The alteration of cellular function at micro and nanostructured interfaces may result from the direct influence of cellular response (as in the example of nuclei elongation) to local mechanical stimulus(McBeath, Pirone et al. 2004), but it has also been associated with an altered ECM layer deposited on the surface because topography at the nanoscale alters the functional behavior of adhesive and connective tissue proteins(Dalby, McCloy et al. 2006). Nanostructures produce size-dependent effects on cell cultures both at the cellular and subcellular levels. For example, substrates coated with nanoparticles induce cell-type specific effects on the morphology and metabolism of stem cells depending on the particle sizes(Kunzler, Huwiler et al. 2007; Lipski, Pino et al. 2008). Surfaces coated with nanoparticles of small diameter (<100 nm) induced high rates of proliferation (compared with a control), whereas cells grown on larger nanoparticles exhibited inhibited proliferation. Nanoparticle-modified surfaces, such as these, can enhance the differentiation of human marrow-derived mesenchymal progenitor cells towards an osteogenic lineage in the presence of soluble signaling molecules(Lipski, Jaquiery et al. 2007).

Similarly, in porous 3D scaffolds, the porosity and pore size of the scaffold influence osteogenic differentiation, as well as protein production in hMSCs(Kasten, Beyen et al. 2008). Osteogenic differentiation was enhanced in scaffolds with a high percentage of pores with diameters similar to that of the cell diameter. Results show that hMSCs cultured on a nanofibrous scaffold composed of a thermally responsive hydroxybutyl chitosan (HBC) are able to form aligned cell sheets. This scaffold provides nanometer-scale topographical cues to the cell with the potential to modulate cell behavior. hMSCs adapt their cytoskeleton and nuclear shape to the environment. The elongation experienced by the cells and their nuclei is associated with the activation of intracellular signaling cascades and the control of gene expression. hMSCs on HBC fibers and HBC/collagen-blended fibers present an up regulation of myogenic genes as a result of cell and nuclear elongation(Dang and Leong 2007).
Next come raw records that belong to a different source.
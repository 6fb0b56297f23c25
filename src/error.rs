use crate::{Modality, RepetitiveGroup};
use thiserror::Error;

/// Errors produced while computing or assessing a dive plan.
///
/// None of these is ever silently corrected. [`PlanError::NoProgram`] carries
/// the modalities that *would* cover the dive so the caller can offer them.
#[derive(Error, Debug, Clone, PartialEq)]
pub enum PlanError {
    #[error("no {modality} program covers {depth} m for {bottom_time} min")]
    NoProgram {
        modality: Modality,
        depth: f64,
        bottom_time: u32,
        alternatives: Vec<Modality>,
    },

    #[error("repetitive dive not permitted: group {group} at {depth} m")]
    RepetitiveNotPermitted { group: RepetitiveGroup, depth: f64 },

    #[error(
        "surface interval of {elapsed_secs} s exceeds 7 minutes: treat per Treatment Table 5 or 6"
    )]
    TransitionExceeded { elapsed_secs: u32 },

    #[error(
        "surface interval of {elapsed_secs} s exceeds 5 minutes: extend the first O₂ period by one half-period"
    )]
    TransitionWarning { elapsed_secs: u32 },

    #[error("invalid decompression mode: {0}")]
    InvalidMode(String),

    #[error("invalid input: {0}")]
    InvalidInput(String),

    #[error("unknown repetitive group: {0}")]
    UnknownGroup(char),
}

impl PlanError {
    /// Modalities that cover the requested dive, when the chosen one does not.
    pub fn alternatives(&self) -> Option<&[Modality]> {
        match self {
            PlanError::NoProgram { alternatives, .. } if !alternatives.is_empty() => {
                Some(alternatives)
            }
            _ => None,
        }
    }

    /// True when the failure is an advisory the caller may resolve by
    /// confirming an adjustment, rather than a hard stop.
    pub fn is_warning_only(&self) -> bool {
        matches!(self, PlanError::TransitionWarning { .. })
    }
}
//! # Surface Decompression on Oxygen (SurDO₂)
//!
//! ## Phases
//! 1. **In-water**: the stops at 12.2 m and deeper, on air. Shallower
//!    stops are replaced by the chamber phase.
//! 2. **Transition**: ascent to the surface (12 m/min from 12.2 m), undress,
//!    and compression in the chamber to 15 m (30 m/min). The whole interval
//!    is a count-up: past 5 minutes the first O₂ period may be extended by a
//!    half period, past 7 minutes the diver must be treated instead.
//! 3. **Chamber**: the tabulated number of 30-minute O₂ periods with 5-minute
//!    air breaks between them. Period 1 starts at 15 m and finishes at
//!    12.2 m, periods 2 to 4 are at 12.2 m, later periods at 9 m.
//! 4. **Surface**: ascent from the chamber on air at 30 m/min.
//!
//! The transition count-up never counts toward the total; chamber air
//! breaks do.

use super::{
    extract_stops, travel_secs, Position, SegmentKind, Timeline, TimelineSegment,
    TimerRequirement,
};
use crate::{config::PlanSettings, error::PlanError, tables::DiveTableEntry, BreathingGas};
use serde::{Deserialize, Serialize};
use tracing::debug;

/// Shallowest in-water stop kept before surfacing (m)
pub const LAST_WATER_STOP: f64 = 12.2;
/// Chamber depth at the start of period 1 (m)
pub const CHAMBER_START_DEPTH: f64 = 15.0;
/// Chamber depth for the rest of period 1 through period 4 (m)
pub const CHAMBER_MID_DEPTH: f64 = 12.2;
/// Chamber depth from period 5 on (m)
pub const CHAMBER_FINAL_DEPTH: f64 = 9.0;
/// Last period breathed at the mid depth
const LAST_MID_DEPTH_PERIOD: usize = 4;

pub fn synthesize(
    entry: &DiveTableEntry,
    real_depth: f64,
    settings: &PlanSettings,
) -> Result<Timeline, PlanError> {
    let periods = entry.chamber_periods.ok_or_else(|| {
        PlanError::InvalidInput(format!(
            "table row {} m / {} min has no chamber periods",
            entry.depth, entry.bottom_time
        ))
    })?;

    let mut timeline = Timeline::default();
    let depth = in_water_phase(&mut timeline, entry, real_depth, settings);
    transition_phase(&mut timeline, depth, settings);
    let depth = chamber_phase(&mut timeline, periods, settings);
    timeline.push(TimelineSegment::travel(
        SegmentKind::Ascent,
        depth,
        0.0,
        settings.chamber_rate,
        BreathingGas::Air,
    ));

    debug!(periods, total = timeline.total_time_secs, "surface decompression timeline");
    Ok(timeline)
}

/// Deep stops on air. Returns the depth the diver leaves for the surface.
fn in_water_phase(
    timeline: &mut Timeline,
    entry: &DiveTableEntry,
    real_depth: f64,
    settings: &PlanSettings,
) -> f64 {
    let mut depth = real_depth;
    for stop in extract_stops(entry)
        .into_iter()
        .filter(|s| s.depth >= LAST_WATER_STOP)
    {
        timeline.ascend(depth, stop.depth, settings.ascent_rate, BreathingGas::Air);
        timeline.push(TimelineSegment::timed(
            SegmentKind::Stop,
            stop.depth,
            f64::from(stop.minutes),
            BreathingGas::Air,
            format!("In-water stop: {} min at {} m on air", stop.minutes, stop.depth),
        ));
        depth = stop.depth;
    }

    // Without a 12.2 m stop the normal rate applies down to 12.2 m
    if depth > LAST_WATER_STOP {
        timeline.ascend(depth, LAST_WATER_STOP, settings.ascent_rate, BreathingGas::Air);
        depth = LAST_WATER_STOP;
    }
    depth
}

fn transition_phase(timeline: &mut Timeline, depth: f64, settings: &PlanSettings) {
    let count_up = TimerRequirement::CountUp {
        warning_secs: settings.transition_warning_secs,
        error_secs: Some(settings.transition_error_secs),
    };
    let ascent_secs = travel_secs(depth, 0.0, settings.surface_ascent_rate);
    let compression_secs = travel_secs(0.0, CHAMBER_START_DEPTH, settings.chamber_rate);

    if settings.unified_transition {
        timeline.push_untimed(TimelineSegment {
            kind: SegmentKind::SurDo2Transition,
            position: Position::Travel {
                from_depth: depth,
                to_depth: CHAMBER_START_DEPTH,
            },
            duration_secs: 0.0,
            gas: BreathingGas::Air,
            description: format!(
                "Ascend from {depth} m at {} m/min ({ascent_secs:.0} s), undress and compress \
                 to {CHAMBER_START_DEPTH} m at {} m/min ({compression_secs:.0} s) within {} s",
                settings.surface_ascent_rate, settings.chamber_rate, settings.transition_warning_secs
            ),
            rate_m_per_min: None,
            timer: count_up,
            adjustable: false,
        });
        return;
    }

    timeline.push_untimed(TimelineSegment {
        kind: SegmentKind::SurfaceInterval,
        position: Position::Travel {
            from_depth: depth,
            to_depth: 0.0,
        },
        duration_secs: 0.0,
        gas: BreathingGas::Air,
        description: format!(
            "Ascend from {depth} m at {} m/min ({ascent_secs:.0} s) and undress; \
             surface interval runs until the chamber reaches {CHAMBER_START_DEPTH} m",
            settings.surface_ascent_rate
        ),
        rate_m_per_min: Some(settings.surface_ascent_rate),
        timer: count_up,
        adjustable: false,
    });
    timeline.push(TimelineSegment::travel(
        SegmentKind::Compression,
        0.0,
        CHAMBER_START_DEPTH,
        settings.chamber_rate,
        BreathingGas::Air,
    ));
}

/// Chamber O₂ periods. Returns the chamber depth after the last period.
fn chamber_phase(timeline: &mut Timeline, periods: f64, settings: &PlanSettings) -> f64 {
    let period_minutes = f64::from(settings.o2_period_minutes);
    let mut lengths = vec![period_minutes; periods.trunc() as usize];
    if periods.fract() > 0.0 {
        lengths.push(periods.fract() * period_minutes);
    }
    let count = lengths.len();
    let mut depth = CHAMBER_START_DEPTH;

    for (index, length) in lengths.into_iter().enumerate() {
        let number = index + 1;
        let target = period_depth(number);

        if index > 0 {
            timeline.push(air_break(depth, target, settings));
            depth = target;
        }

        if number == 1 {
            depth = first_period(timeline, length, count, settings);
            continue;
        }

        timeline.push(TimelineSegment::timed(
            SegmentKind::O2Period,
            depth,
            length,
            BreathingGas::O2,
            format!("Chamber O₂ period {number}/{count}: {length} min at {depth} m"),
        ));
    }
    depth
}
The ability of progenitor cells to respond to ordered and random topographies at the nanoscale have been studied by Dalby et al.(Dalby, McCloy et al. 2006). In this work, the authors created substrates with semi-ordered topographies at the nanoscale by colloidal lithography and substrates with random nanoscale topographies by polymer demixing. They produced replicas of these substrates by nanoembossing to ensure the same surface chemistry and hMSCs were assayed for osteoblast differentiation. The nanotopographies increased cell spreading and expression markers for osteoblast phenotypes and proved that hMSCs react strongly to topographic surface features down to 10 nm in height, even if they have low aspect ratios. The authors suggest that the first reaction of cells is the formation of filopodia, which have the role of a sensory system, and it is the filopodial guidance that leads to changes in cell morphology and differentiation, a process that requires features smaller than 50 nm in size. The response of stem cells to nanoscale symmetries was also studied by the same authors(Dalby, Gadegaard et al. 2007), again with nanoembossed samples of PMMA, but obtained from moulds fabricated by electron- beam lithography with different but well controlled degrees of symmetry (square arrays, hexagonal arrays, distorted arrays and random pit arrays). hMSCs cultured in these substrates proved to have an osteoblast-differentiation behavior dependant on the structure symmetry; the topographies with controlled disorder giving the highest levels of osteoblast differentiation.